O
PROBLEMA DE SABER PROBLEMATIZAR O PROBLEMA
Autora: Judy Rosas
Ao longo
da nossa experiência de vida e profissional passam sob os nossos olhos uma
enorme quantidade de situações, que não podem ser entendidas imediatamente,
pois aparecem de modo tão confuso que chegam a nos surpreender.
Em algum
momento da nossa vida de educadoras e educadores (em muitos momentos!) nos
deparamos com acontecimentos que nos ‘obrigam’ a perguntar sobre eles. O que é
isto? Por que acontece? Em que condições são produzidos? Como solucionar?
Tais
perguntas resultam do nosso despertar para o conteúdo dramático (o problema)

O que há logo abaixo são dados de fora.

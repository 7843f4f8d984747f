//! Utilitaires divers pour l'application.

pub mod time;

pub use time::format_relative_time;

das relações que produzimos e ao mesmo tempo nos produzem, bem como dos seus
resultados; afinal, não somos apenas produtos do meio, somos também produtores
do meio que nos produz.
Ou seja,
fazemos uma pergunta sobre algo que não conhecemos e sentimos a necessidade de
conhecer. Esta pergunta guiará a nossa reflexão.
Dizemos
isto porque para conhecer não pensamos de qualquer forma, espontaneamente. A
reflexão é um pensamento profundo, que busca entendimento nas teorias
disponíveis sobre o assunto. Também, devemos ter o cuidado de não isolar o
problema, pois, se ele existe, existe como uma relação num contexto amplo e
complexo. Por fim, devemos tomar cuidado para não nos perdermos na nossa
investigação, assumindo teorias que se excluem e buscando respostas que passam
longe do nosso interesse.
Conhecer é, portanto, o resultado da reflexão que: I- inicia
com o espanto proporcionado
pela
percepção da existência do problema; II- continua, sistematicamente, recorrendo
às teorias disponíveis para compreendê-lo; III- necessariamente, volta ao
objeto (ao problema) que não mais será caótico e incompreensível.
Diante destas breves palavras uma questão desponta como
fundante: conhecer implica numa
tomada
de atitude. O conhecimento, por humano, não conhece a neutralidade. Portanto,
se subjetivamente nos conscientizamos sobre a existência do problema, ao
compreendê-lo, objetivamente devemos solucioná-lo.
-
MARX, Karl. Contribuição à crítica da
economia política. 2.ed. São Paulo: Martins Fontes, 1983. p.218-226.
- SAVIANI,
Dermeval. Educação: do senso comum à
consciência filosófica. 11.ed. Campinas: Autores Associados, 1993. p. 19-38.